BEGIN Materials provided

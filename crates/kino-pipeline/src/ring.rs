//! Fixed-capacity fragment ring shared by a track's fetchers and its injector
//!
//! Fetchers reserve a slot, download into their own buffer and publish the
//! finished fragment; publishing moves it into the slot at the fetch cursor.
//! The injector takes fragments from the inject cursor in publish order and
//! releases each slot once the downstream hand-off is done. A slot counts
//! toward occupancy from publish until release, and reservations count
//! toward capacity, so a publish can never land on an unreleased slot.

use std::time::{Duration, Instant};

use parking_lot::{Condvar, Mutex, MutexGuard};
use tracing::{debug, trace, warn};

use crate::fragment::CachedFragment;
use crate::types::TrackType;
use crate::{Error, Result};

/// How a fetcher waits for a free slot
#[derive(Debug, Clone, Copy, PartialEq, Eq)]
pub enum FetchWait {
    /// Block until a slot frees up or the ring is aborted
    Blocking,
    /// Block for at most the given duration
    Timeout(Duration),
    /// Fail with [`Error::RingFull`] immediately
    NonBlocking,
}

/// Proof that a fetcher holds a slot
#[must_use = "a reservation holds ring capacity until published or cancelled"]
#[derive(Debug)]
pub struct SlotReservation {
    generation: u64,
    initialize: bool,
}

impl SlotReservation {
    /// The fetcher asked for a freshly initialized buffer
    pub fn initialize(&self) -> bool {
        self.initialize
    }
}

/// Proof that the injector took a fragment whose slot is still held
#[must_use = "the slot stays occupied until the ticket is released"]
#[derive(Debug)]
pub struct InjectTicket {
    sequence: u64,
    generation: u64,
}

impl InjectTicket {
    pub fn sequence(&self) -> u64 {
        self.sequence
    }
}

/// A fragment moved out of the ring, with the ticket that frees its slot
#[derive(Debug)]
pub struct TakenFragment {
    pub ticket: InjectTicket,
    pub fragment: CachedFragment,
}

/// Result of scanning the queued fragments for a discontinuity
#[derive(Debug, Clone, Copy, Default, PartialEq)]
pub struct FutureDiscontinuity {
    pub present: bool,
    /// Queued duration up to and including the discontinuity (or all of it)
    pub cached_duration: f64,
}

struct RingState {
    slots: Vec<Option<CachedFragment>>,
    fetch_cursor: usize,
    inject_cursor: usize,
    /// Published and not yet released
    occupancy: usize,
    /// Published and not yet taken
    pending: usize,
    reserved: usize,
    next_take_seq: u64,
    next_release_seq: u64,
    generation: u64,
    aborted: bool,
    inject_aborted: bool,
    eos: bool,
}

impl RingState {
    fn new(capacity: usize) -> Self {
        Self {
            slots: (0..capacity).map(|_| None).collect(),
            fetch_cursor: 0,
            inject_cursor: 0,
            occupancy: 0,
            pending: 0,
            reserved: 0,
            next_take_seq: 0,
            next_release_seq: 0,
            generation: 0,
            aborted: false,
            inject_aborted: false,
            eos: false,
        }
    }

    fn queued(&self) -> impl Iterator<Item = &CachedFragment> {
        let capacity = self.slots.len();
        (0..self.pending).filter_map(move |i| self.slots[(self.inject_cursor + i) % capacity].as_ref())
    }
}

/// Per-track ring of cached fragments
pub struct FragmentSlotRing {
    track: TrackType,
    capacity: usize,
    state: Mutex<RingState>,
    slot_freed: Condvar,
    fragment_ready: Condvar,
}

impl FragmentSlotRing {
    /// Create a ring with a fixed number of slots
    pub fn new(track: TrackType, capacity: usize) -> Self {
        let capacity = capacity.max(1);
        Self {
            track,
            capacity,
            state: Mutex::new(RingState::new(capacity)),
            slot_freed: Condvar::new(),
            fragment_ready: Condvar::new(),
        }
    }

    pub fn track(&self) -> TrackType {
        self.track
    }

    pub fn capacity(&self) -> usize {
        self.capacity
    }

    /// Reserve a slot for a fragment about to be downloaded
    pub fn reserve_for_fetch(&self, initialize: bool, wait: FetchWait) -> Result<SlotReservation> {
        let deadline = match wait {
            FetchWait::Timeout(timeout) => Some(Instant::now() + timeout),
            _ => None,
        };
        let mut state = self.state.lock();
        loop {
            if state.aborted {
                return Err(Error::Aborted { track: self.track });
            }
            if state.occupancy + state.reserved < self.capacity {
                break;
            }
            match wait {
                FetchWait::NonBlocking => return Err(Error::RingFull { track: self.track }),
                FetchWait::Blocking => self.slot_freed.wait(&mut state),
                FetchWait::Timeout(_) => {
                    let Some(deadline) = deadline else {
                        return Err(Error::RingFull { track: self.track });
                    };
                    if self.slot_freed.wait_until(&mut state, deadline).timed_out()
                        && state.occupancy + state.reserved >= self.capacity
                    {
                        if state.aborted {
                            return Err(Error::Aborted { track: self.track });
                        }
                        return Err(Error::RingFull { track: self.track });
                    }
                }
            }
        }
        state.reserved += 1;
        trace!(
            track = %self.track,
            occupancy = state.occupancy,
            reserved = state.reserved,
            "Slot reserved"
        );
        Ok(SlotReservation {
            generation: state.generation,
            initialize,
        })
    }

    /// Give back a reservation whose download failed
    pub fn cancel(&self, reservation: SlotReservation) {
        let mut state = self.state.lock();
        if reservation.generation == state.generation && state.reserved > 0 {
            state.reserved -= 1;
            self.slot_freed.notify_one();
        }
    }

    /// Move a downloaded fragment into the ring and wake the injector
    ///
    /// Returns the occupancy after publishing.
    pub fn publish(&self, reservation: SlotReservation, fragment: CachedFragment) -> Result<usize> {
        let mut state = self.state.lock();
        if reservation.generation != state.generation || state.reserved == 0 {
            warn!(
                track = %self.track,
                position = fragment.position,
                "Publish rejected: reservation does not belong to this ring generation"
            );
            return Err(Error::SlotNotReserved { track: self.track });
        }
        let index = state.fetch_cursor;
        if state.occupancy >= self.capacity || state.slots[index].is_some() {
            warn!(
                track = %self.track,
                occupancy = state.occupancy,
                "Publish rejected: ring would overflow"
            );
            return Err(Error::RingFull { track: self.track });
        }

        state.reserved -= 1;
        state.slots[index] = Some(fragment);
        state.fetch_cursor = (index + 1) % self.capacity;
        state.occupancy += 1;
        state.pending += 1;
        let occupancy = state.occupancy;
        drop(state);

        self.fragment_ready.notify_one();
        Ok(occupancy)
    }

    /// Take the oldest published fragment, blocking while the ring is empty
    pub fn take_for_inject(&self) -> Result<TakenFragment> {
        let state = self.state.lock();
        match self.take_locked(state, None)? {
            Some(taken) => Ok(taken),
            None => Err(Error::Aborted { track: self.track }),
        }
    }

    /// Like [`take_for_inject`](Self::take_for_inject) but gives up after `timeout`
    pub fn take_for_inject_timeout(&self, timeout: Duration) -> Result<Option<TakenFragment>> {
        let state = self.state.lock();
        self.take_locked(state, Some(Instant::now() + timeout))
    }

    fn take_locked(
        &self,
        mut state: MutexGuard<'_, RingState>,
        deadline: Option<Instant>,
    ) -> Result<Option<TakenFragment>> {
        loop {
            if state.aborted || state.inject_aborted {
                return Err(Error::Aborted { track: self.track });
            }
            if state.pending > 0 {
                break;
            }
            if state.eos {
                return Err(Error::EndOfStream { track: self.track });
            }
            match deadline {
                None => self.fragment_ready.wait(&mut state),
                Some(deadline) => {
                    if self.fragment_ready.wait_until(&mut state, deadline).timed_out()
                        && state.pending == 0
                        && !state.aborted
                        && !state.inject_aborted
                        && !state.eos
                    {
                        return Ok(None);
                    }
                }
            }
        }

        let index = state.inject_cursor;
        let Some(fragment) = state.slots[index].take() else {
            return Err(Error::SlotNotReserved { track: self.track });
        };
        state.inject_cursor = (index + 1) % self.capacity;
        state.pending -= 1;
        let sequence = state.next_take_seq;
        state.next_take_seq += 1;

        Ok(Some(TakenFragment {
            ticket: InjectTicket {
                sequence,
                generation: state.generation,
            },
            fragment,
        }))
    }

    /// Free the slot of a taken fragment and wake a blocked fetcher
    pub fn release(&self, ticket: InjectTicket) -> Result<()> {
        let mut state = self.state.lock();
        if ticket.generation != state.generation {
            debug!(track = %self.track, sequence = ticket.sequence, "Release of flushed slot ignored");
            return Err(Error::StaleTicket { track: self.track });
        }
        if ticket.sequence != state.next_release_seq || state.occupancy == state.pending {
            warn!(
                track = %self.track,
                expected = state.next_release_seq,
                got = ticket.sequence,
                "Release rejected"
            );
            return Err(Error::ReleaseOutOfOrder {
                track: self.track,
                expected: state.next_release_seq,
                got: ticket.sequence,
            });
        }
        state.next_release_seq += 1;
        state.occupancy -= 1;
        drop(state);

        self.slot_freed.notify_one();
        Ok(())
    }

    /// Drop every queued fragment and invalidate outstanding tickets and reservations
    ///
    /// Returns the number of fragments dropped.
    pub fn flush(&self) -> usize {
        let mut state = self.state.lock();
        let dropped = state.pending;
        let generation = state.generation + 1;
        let (aborted, inject_aborted) = (state.aborted, state.inject_aborted);
        *state = RingState::new(self.capacity);
        state.generation = generation;
        state.aborted = aborted;
        state.inject_aborted = inject_aborted;
        drop(state);

        self.slot_freed.notify_all();
        self.fragment_ready.notify_all();
        debug!(track = %self.track, dropped, "Ring flushed");
        dropped
    }

    /// Scan queued fragments for a pending discontinuity
    pub fn future_discontinuity(&self) -> FutureDiscontinuity {
        let state = self.state.lock();
        let mut result = FutureDiscontinuity::default();
        for fragment in state.queued() {
            result.cached_duration += fragment.duration;
            if fragment.discontinuity {
                result.present = true;
                break;
            }
        }
        result
    }

    /// Total duration of fragments published but not yet taken
    pub fn queued_duration(&self) -> f64 {
        self.state.lock().queued().map(|f| f.duration).sum()
    }

    pub fn occupancy(&self) -> usize {
        self.state.lock().occupancy
    }

    /// Fragments waiting to be taken
    pub fn pending(&self) -> usize {
        self.state.lock().pending
    }

    pub fn is_full(&self) -> bool {
        self.state.lock().occupancy >= self.capacity
    }

    pub fn is_empty(&self) -> bool {
        self.state.lock().pending == 0
    }

    /// Wake every waiter and fail further waits until [`clear_abort`](Self::clear_abort)
    pub fn abort(&self) {
        self.state.lock().aborted = true;
        self.slot_freed.notify_all();
        self.fragment_ready.notify_all();
    }

    /// Stop the injector without affecting fetchers
    pub fn abort_inject(&self) {
        self.state.lock().inject_aborted = true;
        self.fragment_ready.notify_all();
    }

    pub fn clear_abort(&self) {
        let mut state = self.state.lock();
        state.aborted = false;
        state.inject_aborted = false;
    }

    pub fn is_aborted(&self) -> bool {
        let state = self.state.lock();
        state.aborted || state.inject_aborted
    }

    /// No more fragments will be published; the injector drains and stops
    pub fn set_eos(&self) {
        self.state.lock().eos = true;
        self.fragment_ready.notify_all();
    }

    pub fn is_eos(&self) -> bool {
        self.state.lock().eos
    }
}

END Materials provided

**Task prompt**:
Copy each line of the data that includes the word "MutexGuard".

**Completed exercise**:
use parking_lot::{Condvar, Mutex, MutexGuard};
        mut state: MutexGuard<'_, RingState>,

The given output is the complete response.